14 Mart 2015 Cumartesi

Seçmen neye bakar? (2)


DSP hükümetinde Ecevit’in arkasında bekleyen Bahçeli ile Yılmaz’ı ve çaresizliklerini hepimiz hatırlarız. Anayasa kitapçığı fırlatmalarını, CHP’li vekilin Hacca giden vatandaşla alay edişini, 28 Şubat zulmünü ve kendilerince vatandaşı hiçe sayan açıklamalarını, üniversite kapılarından ve asker (yemin) törenlerinden geri çevrilen başörtülü kızlarımızı, annelerimizi hatırlarız. O günlerde birçok kız kardeşimiz üniversiteden mahrum edildi. Katsayı saçmalığı ile Anadolu çocuklarının yıllarca önü kesildi. Milli şef döneminin uygulamaları ise az bir zenginden başka sağcısı-solcusu hiçbir vatandaşa umut vermezdi. Moğoltay’ın adalet bakanlığı zamanındaki kadrolaşma hırsını da, 5 nisan kararlarını, e-darbeleri, deprem zede paralarıyla ödenen memur maaşlarını da hatırlarız. Geçmişte bunlarla uğraşılırken kimsenin aklının ucundan ‘devletin parası nerelere harcanıyor ?’, ‘kim neyi götürüyor?’ deme lüksü bile olmazdı. Olmazdı çünkü vesayet herkesi susturmuş ve boyunduruğu altına almıştı. Şimdilerde ‘demokrasiden dönüş yok’ şovu yapanlar o günlerde Çevik Bir’e mektup yazma derdindeydiler. Yakın zamanda ise babası yaşındaki sakallı amcalarımıza el öptüren siyasileri, kasetle gelenleri de hepimiz gayet iyi biliyoruz.

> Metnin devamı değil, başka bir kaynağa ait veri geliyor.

// Copyright 2024 the spbfs developers
//
// Permission is hereby granted, free of charge, to any person obtaining a copy of
// this software and associated documentation files (the "Software"), to deal in
// the Software without restriction, including without limitation the rights to
// use, copy, modify, merge, publish, distribute, sublicense, and/or sell copies of
// the Software, and to permit persons to whom the Software is furnished to do so,
// subject to the following conditions:
//
// The above copyright notice and this permission notice shall be included in all
// copies or substantial portions of the Software.
//
// THE SOFTWARE IS PROVIDED "AS IS", WITHOUT WARRANTY OF ANY KIND, EXPRESS OR
// IMPLIED, INCLUDING BUT NOT LIMITED TO THE WARRANTIES OF MERCHANTABILITY, FITNESS
// FOR A PARTICULAR PURPOSE AND NONINFRINGEMENT. IN NO EVENT SHALL THE AUTHORS OR
// COPYRIGHT HOLDERS BE LIABLE FOR ANY CLAIM, DAMAGES OR OTHER LIABILITY, WHETHER
// IN AN ACTION OF CONTRACT, TORT OR OTHERWISE, ARISING FROM, OUT OF OR IN
// CONNECTION WITH THE SOFTWARE OR THE USE OR OTHER DEALINGS IN THE SOFTWARE.

//! This module provides the K-best-first engine: a bulk-synchronous parallel
//! variant of A*. Each round pops the best k open nodes, hands one to each
//! worker of a fixed pool, waits for all of them (the barrier), then folds
//! every produced successor serially. Workers only ever read the node graph
//! and write into the buffer they were handed; the closed table and the
//! frontier are touched by the main thread alone, so the barrier is the only
//! synchronisation the round needs.
//!
//! KBFS is best-effort: when a goal is popped within a batch it is returned
//! immediately, even though a node popped later in the same batch could
//! theoretically lead to a better goal. Use A*, SPA* or CAFE when strict
//! optimality is required.

use std::collections::hash_map::Entry;
use std::hash::Hash;
use std::time::Instant;

use crossbeam::channel;
use fxhash::FxHashMap;

use super::{conclude, waste_time};
use crate::{Cost, Node, NodeId, NodeStore, OpenList, Problem, Search, SearchOutcome, SearchStats};

/// A successor computed by a pool worker, waiting to be folded into the
/// shared structures by the main thread. Only the main thread turns seeds
/// into actual arena nodes.
struct Seed<S> {
    state: S,
    g: Cost,
    h: Cost,
}

/// A unit of work handed to the pool: expand the node popped into the given
/// batch slot.
struct ExpandTask {
    slot: usize,
    node: NodeId,
}

/// The bulk-synchronous K-best-first engine.
pub struct Kbfs<'a, P: Problem> {
    problem: &'a P,
    extra_expansion_time: usize,
    threads: usize,
}

impl<'a, P: Problem> Kbfs<'a, P> {
    /// Creates a KBFS engine popping (and expanding) up to `threads` nodes
    /// per round through a pool of as many workers.
    pub fn new(problem: &'a P, extra_expansion_time: usize, threads: usize) -> Self {
        Kbfs {
            problem,
            extra_expansion_time,
            threads: threads.max(1),
        }
    }
}

impl<P: Problem> Kbfs<'_, P>
where
    P::State: Eq + Hash + Clone,
{
    /// The same duplicate resolution as the serial engine, applied by the
    /// main thread to one worker-produced seed.
    fn fold(
        &self,
        store: &NodeStore<P::State>,
        open: &mut OpenList,
        closed: &mut FxHashMap<P::State, NodeId>,
        stats: &mut SearchStats,
        parent: NodeId,
        seed: Seed<P::State>,
    ) {
        let Seed { state, g, h } = seed;
        let child = store.arena(0).push(Node::new(state.clone(), g, h, Some(parent)));
        stats.generated += 1;
        match closed.entry(state) {
            Entry::Vacant(entry) => {
                entry.insert(child);
                open.push(store, child, g + h, g);
            }
            Entry::Occupied(entry) => {
                let canonical = store.node(*entry.get());
                if canonical.f() <= g + h {
                    stats.generated -= 1;
                } else {
                    stats.duplicated += 1;
                    canonical.improve(g, g + h, Some(parent));
                    if canonical.in_open() {
                        open.update(store, *entry.get(), g + h, g);
                    }
                }
            }
        }
    }
}

impl<P: Problem + Sync> Search for Kbfs<'_, P>
where
    P::State: Eq + Hash + Clone + Send + Sync,
{
    type State = P::State;

    fn run(&mut self) -> SearchOutcome<P::State> {
        let clock = Instant::now();
        let mut stats = SearchStats::new("KBFS", self.threads, self.extra_expansion_time);

        let store = NodeStore::new(1);
        let mut open = OpenList::new();
        let mut closed = FxHashMap::default();

        let initial = self.problem.initial_state();
        let h = self.problem.heuristic(&initial);
        tracing::debug!(initial_h = h as f64, k = self.threads, "starting KBFS search");
        let root = store.arena(0).push(Node::new(initial.clone(), 0.0, h, None));
        closed.insert(initial, root);
        open.push(&store, root, h, 0.0);

        let (task_tx, task_rx) = channel::unbounded::<ExpandTask>();
        let (seed_tx, seed_rx) = channel::unbounded::<(usize, Vec<Seed<P::State>>)>();

        let mut goal = None;
        std::thread::scope(|scope| {
            for _ in 0..self.threads {
                let task_rx = task_rx.clone();
                let seed_tx = seed_tx.clone();
                let store = &store;
                let problem = self.problem;
                let extra_expansion_time = self.extra_expansion_time;
                scope.spawn(move || {
                    while let Ok(task) = task_rx.recv() {
                        let parent = store.node(task.node);
                        let mut seeds = Vec::with_capacity(problem.max_action_count());
                        for successor in problem.successors(parent.state()) {
                            if successor == *parent.state() {
                                continue;
                            }
                            let g = parent.g() + problem.cost(parent.state(), &successor);
                            let h = problem.heuristic(&successor);
                            seeds.push(Seed {
                                state: successor,
                                g,
                                h,
                            });
                        }
                        waste_time(extra_expansion_time);
                        if seed_tx.send((task.slot, seeds)).is_err() {
                            break;
                        }
                    }
                });
            }

            'rounds: while !open.is_empty() {
                // pop this round's batch, watching out for goals on the way
                let mut batch = Vec::with_capacity(self.threads);
                for _ in 0..self.threads {
                    let Some(id) = open.pop(&store) else { break };
                    if store.node(id).h() == 0.0 {
                        goal = Some(id);
                        break 'rounds;
                    }
                    batch.push(id);
                }

                // dispatch one task per batch member, then barrier on the
                // results
                for (slot, id) in batch.iter().enumerate() {
                    let task = ExpandTask { slot, node: *id };
                    task_tx.send(task).expect("expansion pool disconnected");
                }
                let mut buffers: Vec<Vec<Seed<P::State>>> =
                    batch.iter().map(|_| Vec::new()).collect();
                for _ in 0..batch.len() {
                    let (slot, seeds) = seed_rx.recv().expect("expansion pool disconnected");
                    buffers[slot] = seeds;
                }

                // serial fold: only the main thread touches closed and open
                for (slot, id) in batch.iter().enumerate() {
                    stats.expanded += 1;
                    for seed in buffers[slot].drain(..) {
                        self.fold(&store, &mut open, &mut closed, &mut stats, *id, seed);
                    }
                }
            }
            drop(task_tx);
        });

        conclude(&store, goal, stats, clock)
    }
}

Rahmetli Erbakan başarılı bir ekonomi yürütmüştü ve o günlerde kendilerini kurtarmak için ‘artık gidin’ diye başlık atanlar şimdilerde ağızlarına pelesenk ettikleri gibi ‘doğruluk, ahiret, helallik, bu dünyanın yarını da var, firavun, yezid’ muhabbetleri yapmıyorlardı.  
Seçmen üstteki paragrafa iyi bakar. Çünkü henüz daha kimse bu yapılanların yanlış olduğunu itiraf etme civanmertliğini gösteremedi. Bundan 13-14 sene önce seçmen bir tercihte bulundu ve AK partiyi tek başına iktidara getirdi. Oylarını her seçimde arttırdı. Basit bir hesapla; 10 üzerinden 5 verdi. 10 üzerinden 10 vermedi. Demek ki bazı eksikler vardı. Yanlışlar vardı. Aynı seçmen ana-muhalefete 10 üstünden 2 verdi. Diğerine 10 üstünden 1,5 verdi. Şimdi hatayı nerde aramak gerekiyor? Suçlamalardan, eleştiriden ve insanların tercihlerini küçümsemekten vazgeçip düşünmek gerekiyor. Düşünmesi en çok gerekenler öncelikle en az oyu alanlardır. Seçmen kararlılık istiyor ama çatışma istemiyor.
Ak partili seçmen şu anda üretim, eşit dağılım, israf, yerel yönetimler gibi konularda partilerini başarılı görmüyor. Fakat başka bir partinin daha iyisini yapacağı düşüncesine de kesinlikle sahip değil bilakis bir şeylerin geriye gideceğini düşünüyor. Merak eden köydeki vatandaşlarımıza, ev hanımlarımıza, üniversite öğrencilerimize, ticaretle uğraşanlara sorabilir.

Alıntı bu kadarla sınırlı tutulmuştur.